╭─ DATA EXTRACT

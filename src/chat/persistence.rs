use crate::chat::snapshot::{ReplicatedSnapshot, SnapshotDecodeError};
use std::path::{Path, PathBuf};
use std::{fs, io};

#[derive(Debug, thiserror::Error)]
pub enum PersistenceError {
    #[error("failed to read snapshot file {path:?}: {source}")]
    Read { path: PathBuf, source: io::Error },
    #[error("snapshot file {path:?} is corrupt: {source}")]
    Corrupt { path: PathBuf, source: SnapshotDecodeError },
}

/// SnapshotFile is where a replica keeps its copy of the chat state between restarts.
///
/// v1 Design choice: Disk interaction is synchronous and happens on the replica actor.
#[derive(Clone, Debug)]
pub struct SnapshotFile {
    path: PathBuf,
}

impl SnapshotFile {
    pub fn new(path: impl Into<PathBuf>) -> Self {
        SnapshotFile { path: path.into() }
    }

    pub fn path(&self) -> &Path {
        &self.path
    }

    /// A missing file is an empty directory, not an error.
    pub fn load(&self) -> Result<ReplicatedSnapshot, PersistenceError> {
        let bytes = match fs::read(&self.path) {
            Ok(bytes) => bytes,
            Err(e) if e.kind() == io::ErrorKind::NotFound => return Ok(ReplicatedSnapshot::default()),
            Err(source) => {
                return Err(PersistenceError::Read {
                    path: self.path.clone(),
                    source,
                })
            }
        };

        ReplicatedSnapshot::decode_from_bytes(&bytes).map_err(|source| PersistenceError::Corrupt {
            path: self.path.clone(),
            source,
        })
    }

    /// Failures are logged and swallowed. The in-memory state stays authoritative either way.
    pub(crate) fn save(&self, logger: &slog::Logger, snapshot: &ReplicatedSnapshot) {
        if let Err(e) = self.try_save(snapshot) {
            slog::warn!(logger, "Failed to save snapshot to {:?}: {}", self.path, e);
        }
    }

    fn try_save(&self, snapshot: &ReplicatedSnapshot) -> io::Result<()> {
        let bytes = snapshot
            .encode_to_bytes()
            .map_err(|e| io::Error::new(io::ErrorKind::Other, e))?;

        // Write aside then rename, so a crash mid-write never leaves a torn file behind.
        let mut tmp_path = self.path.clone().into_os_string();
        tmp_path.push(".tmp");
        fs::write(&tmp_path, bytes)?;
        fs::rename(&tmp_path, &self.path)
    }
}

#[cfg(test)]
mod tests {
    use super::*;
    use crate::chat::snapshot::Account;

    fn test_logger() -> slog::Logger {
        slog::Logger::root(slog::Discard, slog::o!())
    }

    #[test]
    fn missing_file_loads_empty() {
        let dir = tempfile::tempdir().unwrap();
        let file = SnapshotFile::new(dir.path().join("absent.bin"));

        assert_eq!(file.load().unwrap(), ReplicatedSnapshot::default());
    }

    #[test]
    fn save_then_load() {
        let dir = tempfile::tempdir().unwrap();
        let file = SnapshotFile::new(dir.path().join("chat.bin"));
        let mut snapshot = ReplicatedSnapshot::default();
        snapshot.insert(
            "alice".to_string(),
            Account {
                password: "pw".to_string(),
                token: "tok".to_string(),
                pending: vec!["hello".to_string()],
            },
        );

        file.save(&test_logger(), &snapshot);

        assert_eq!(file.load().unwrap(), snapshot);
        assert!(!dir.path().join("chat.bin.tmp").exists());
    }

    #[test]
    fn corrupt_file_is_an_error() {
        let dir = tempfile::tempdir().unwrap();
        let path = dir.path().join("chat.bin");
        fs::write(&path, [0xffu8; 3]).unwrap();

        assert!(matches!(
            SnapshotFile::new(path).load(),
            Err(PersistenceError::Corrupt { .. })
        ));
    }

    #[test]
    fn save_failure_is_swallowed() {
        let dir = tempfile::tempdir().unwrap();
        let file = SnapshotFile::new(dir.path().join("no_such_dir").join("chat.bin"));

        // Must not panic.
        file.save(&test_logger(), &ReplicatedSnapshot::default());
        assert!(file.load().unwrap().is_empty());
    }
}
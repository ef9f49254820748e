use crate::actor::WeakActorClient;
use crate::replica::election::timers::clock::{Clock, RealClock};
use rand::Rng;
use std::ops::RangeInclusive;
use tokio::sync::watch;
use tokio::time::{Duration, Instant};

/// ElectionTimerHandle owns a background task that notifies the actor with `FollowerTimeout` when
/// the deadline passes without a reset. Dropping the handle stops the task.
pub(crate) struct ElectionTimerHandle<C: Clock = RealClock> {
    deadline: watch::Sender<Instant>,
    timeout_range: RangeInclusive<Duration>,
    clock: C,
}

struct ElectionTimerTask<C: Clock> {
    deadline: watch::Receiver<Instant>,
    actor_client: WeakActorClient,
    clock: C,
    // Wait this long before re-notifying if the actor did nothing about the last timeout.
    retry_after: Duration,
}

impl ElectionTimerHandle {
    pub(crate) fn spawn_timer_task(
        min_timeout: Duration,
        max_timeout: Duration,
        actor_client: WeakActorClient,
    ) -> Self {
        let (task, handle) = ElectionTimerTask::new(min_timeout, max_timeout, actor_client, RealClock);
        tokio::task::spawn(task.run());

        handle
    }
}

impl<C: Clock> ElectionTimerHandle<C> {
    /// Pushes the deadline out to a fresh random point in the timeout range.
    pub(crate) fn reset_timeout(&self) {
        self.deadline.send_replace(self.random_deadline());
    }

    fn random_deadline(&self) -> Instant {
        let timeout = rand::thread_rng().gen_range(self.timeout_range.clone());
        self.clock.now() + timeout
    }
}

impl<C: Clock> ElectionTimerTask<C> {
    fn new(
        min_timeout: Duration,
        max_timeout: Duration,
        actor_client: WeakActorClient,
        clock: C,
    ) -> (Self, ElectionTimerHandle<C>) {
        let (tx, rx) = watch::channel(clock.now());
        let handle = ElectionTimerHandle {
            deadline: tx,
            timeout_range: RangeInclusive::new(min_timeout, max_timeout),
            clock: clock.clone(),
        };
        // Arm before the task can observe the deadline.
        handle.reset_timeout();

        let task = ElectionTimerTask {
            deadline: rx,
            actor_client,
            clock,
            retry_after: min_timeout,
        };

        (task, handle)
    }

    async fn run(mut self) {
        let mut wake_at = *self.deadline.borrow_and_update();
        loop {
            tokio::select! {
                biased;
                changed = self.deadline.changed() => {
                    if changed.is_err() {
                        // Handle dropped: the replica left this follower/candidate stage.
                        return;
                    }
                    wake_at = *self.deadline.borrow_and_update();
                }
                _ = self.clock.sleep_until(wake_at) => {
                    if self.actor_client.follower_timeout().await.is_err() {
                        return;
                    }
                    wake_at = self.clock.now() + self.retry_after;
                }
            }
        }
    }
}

╰─
╭─ DATA EXTRACT

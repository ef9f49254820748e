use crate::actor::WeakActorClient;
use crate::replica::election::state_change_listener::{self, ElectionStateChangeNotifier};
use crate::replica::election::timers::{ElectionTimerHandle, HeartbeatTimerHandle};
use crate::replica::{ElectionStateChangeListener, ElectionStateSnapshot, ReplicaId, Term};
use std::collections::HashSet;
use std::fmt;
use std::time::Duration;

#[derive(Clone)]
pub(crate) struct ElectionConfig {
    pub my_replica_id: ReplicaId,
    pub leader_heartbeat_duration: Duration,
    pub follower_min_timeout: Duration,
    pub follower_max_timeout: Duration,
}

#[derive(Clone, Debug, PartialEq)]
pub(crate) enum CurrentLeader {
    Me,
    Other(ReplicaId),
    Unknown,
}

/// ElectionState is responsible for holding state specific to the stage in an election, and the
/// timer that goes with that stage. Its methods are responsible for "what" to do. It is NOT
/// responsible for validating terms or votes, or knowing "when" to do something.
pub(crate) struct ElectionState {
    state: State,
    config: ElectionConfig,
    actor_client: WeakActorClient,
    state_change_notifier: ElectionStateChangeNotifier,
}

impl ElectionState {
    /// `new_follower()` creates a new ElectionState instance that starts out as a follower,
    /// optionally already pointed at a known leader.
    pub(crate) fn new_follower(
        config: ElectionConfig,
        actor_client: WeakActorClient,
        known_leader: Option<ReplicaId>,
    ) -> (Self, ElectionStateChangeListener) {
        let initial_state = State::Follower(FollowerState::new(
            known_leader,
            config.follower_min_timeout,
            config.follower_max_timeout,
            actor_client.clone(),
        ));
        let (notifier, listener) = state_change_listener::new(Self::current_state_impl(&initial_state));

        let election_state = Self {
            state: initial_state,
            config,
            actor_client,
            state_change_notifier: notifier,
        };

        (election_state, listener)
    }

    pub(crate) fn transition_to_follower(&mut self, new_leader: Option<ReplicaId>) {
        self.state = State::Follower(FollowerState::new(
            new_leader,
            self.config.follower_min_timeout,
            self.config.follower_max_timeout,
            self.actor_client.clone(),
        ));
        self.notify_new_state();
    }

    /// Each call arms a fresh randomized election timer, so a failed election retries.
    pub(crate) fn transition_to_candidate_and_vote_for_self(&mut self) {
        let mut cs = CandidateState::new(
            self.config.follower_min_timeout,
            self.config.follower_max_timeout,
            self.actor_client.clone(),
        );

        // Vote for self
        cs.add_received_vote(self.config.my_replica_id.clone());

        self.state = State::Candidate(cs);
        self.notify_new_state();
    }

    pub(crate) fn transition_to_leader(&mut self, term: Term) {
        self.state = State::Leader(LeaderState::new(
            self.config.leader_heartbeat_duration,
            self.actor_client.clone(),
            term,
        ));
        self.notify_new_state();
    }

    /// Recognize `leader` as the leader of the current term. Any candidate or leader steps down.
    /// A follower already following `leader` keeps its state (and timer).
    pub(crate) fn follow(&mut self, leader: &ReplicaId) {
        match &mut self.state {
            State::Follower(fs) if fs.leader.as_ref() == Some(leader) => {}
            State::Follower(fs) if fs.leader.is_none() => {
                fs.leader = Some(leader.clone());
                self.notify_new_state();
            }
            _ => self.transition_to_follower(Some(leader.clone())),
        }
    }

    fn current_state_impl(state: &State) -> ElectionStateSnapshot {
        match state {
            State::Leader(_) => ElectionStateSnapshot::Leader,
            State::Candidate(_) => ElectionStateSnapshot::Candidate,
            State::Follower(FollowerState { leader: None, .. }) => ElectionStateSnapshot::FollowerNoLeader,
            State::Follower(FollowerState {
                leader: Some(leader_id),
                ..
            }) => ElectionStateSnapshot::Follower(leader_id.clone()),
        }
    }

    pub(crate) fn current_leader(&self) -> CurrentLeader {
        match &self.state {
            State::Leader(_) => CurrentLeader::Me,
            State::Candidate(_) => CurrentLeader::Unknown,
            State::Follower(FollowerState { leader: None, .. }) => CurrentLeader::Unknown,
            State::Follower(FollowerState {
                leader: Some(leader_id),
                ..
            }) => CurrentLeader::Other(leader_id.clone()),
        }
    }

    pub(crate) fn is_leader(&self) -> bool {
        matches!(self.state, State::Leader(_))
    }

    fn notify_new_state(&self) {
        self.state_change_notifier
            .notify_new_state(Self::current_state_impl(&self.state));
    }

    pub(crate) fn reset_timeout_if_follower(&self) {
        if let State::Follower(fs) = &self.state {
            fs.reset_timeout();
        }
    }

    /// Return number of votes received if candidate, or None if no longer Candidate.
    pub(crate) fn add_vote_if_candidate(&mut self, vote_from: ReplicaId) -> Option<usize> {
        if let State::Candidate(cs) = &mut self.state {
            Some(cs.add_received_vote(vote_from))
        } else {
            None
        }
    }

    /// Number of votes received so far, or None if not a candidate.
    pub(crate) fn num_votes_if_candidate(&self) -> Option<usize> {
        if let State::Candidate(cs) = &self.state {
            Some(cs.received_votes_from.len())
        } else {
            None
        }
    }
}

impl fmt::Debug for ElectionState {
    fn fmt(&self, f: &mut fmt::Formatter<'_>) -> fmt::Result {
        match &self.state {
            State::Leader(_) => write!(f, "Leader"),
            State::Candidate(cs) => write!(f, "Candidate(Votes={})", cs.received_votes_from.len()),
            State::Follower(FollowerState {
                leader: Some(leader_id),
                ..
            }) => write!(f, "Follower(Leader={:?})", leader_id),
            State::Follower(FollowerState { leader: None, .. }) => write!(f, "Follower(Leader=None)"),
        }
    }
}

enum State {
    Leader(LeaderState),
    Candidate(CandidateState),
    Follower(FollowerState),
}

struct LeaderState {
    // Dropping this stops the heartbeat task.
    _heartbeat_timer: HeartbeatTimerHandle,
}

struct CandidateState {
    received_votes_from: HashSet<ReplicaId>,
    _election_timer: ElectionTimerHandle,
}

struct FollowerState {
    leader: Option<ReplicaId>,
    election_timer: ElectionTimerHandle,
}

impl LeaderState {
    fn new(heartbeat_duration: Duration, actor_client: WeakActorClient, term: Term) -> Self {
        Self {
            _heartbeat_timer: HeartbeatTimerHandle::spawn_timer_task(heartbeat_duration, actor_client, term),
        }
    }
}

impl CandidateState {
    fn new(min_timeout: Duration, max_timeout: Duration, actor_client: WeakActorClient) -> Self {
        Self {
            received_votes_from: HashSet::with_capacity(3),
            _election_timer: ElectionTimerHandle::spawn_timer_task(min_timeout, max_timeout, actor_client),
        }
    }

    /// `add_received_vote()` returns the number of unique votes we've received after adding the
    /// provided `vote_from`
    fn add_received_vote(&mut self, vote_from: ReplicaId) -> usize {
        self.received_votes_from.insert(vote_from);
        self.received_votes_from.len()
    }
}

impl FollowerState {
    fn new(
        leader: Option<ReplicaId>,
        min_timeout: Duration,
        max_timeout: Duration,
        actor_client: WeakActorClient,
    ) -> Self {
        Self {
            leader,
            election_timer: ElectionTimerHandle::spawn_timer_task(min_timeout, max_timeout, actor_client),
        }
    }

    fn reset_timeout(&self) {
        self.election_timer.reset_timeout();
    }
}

╰─

◆ **PROBLEM TO WORK ON**
From the line containing "leader steps down." down to the line containing "fs.leader = Some(leader.clone());" in the material above, reproduce every line exactly, including the two end lines.

◆ **SOLUTION TO THE PROBLEM**
    /// Recognize `leader` as the leader of the current term. Any candidate or leader steps down.
    /// A follower already following `leader` keeps its state (and timer).
    pub(crate) fn follow(&mut self, leader: &ReplicaId) {
        match &mut self.state {
            State::Follower(fs) if fs.leader.as_ref() == Some(leader) => {}
            State::Follower(fs) if fs.leader.is_none() => {
                fs.leader = Some(leader.clone());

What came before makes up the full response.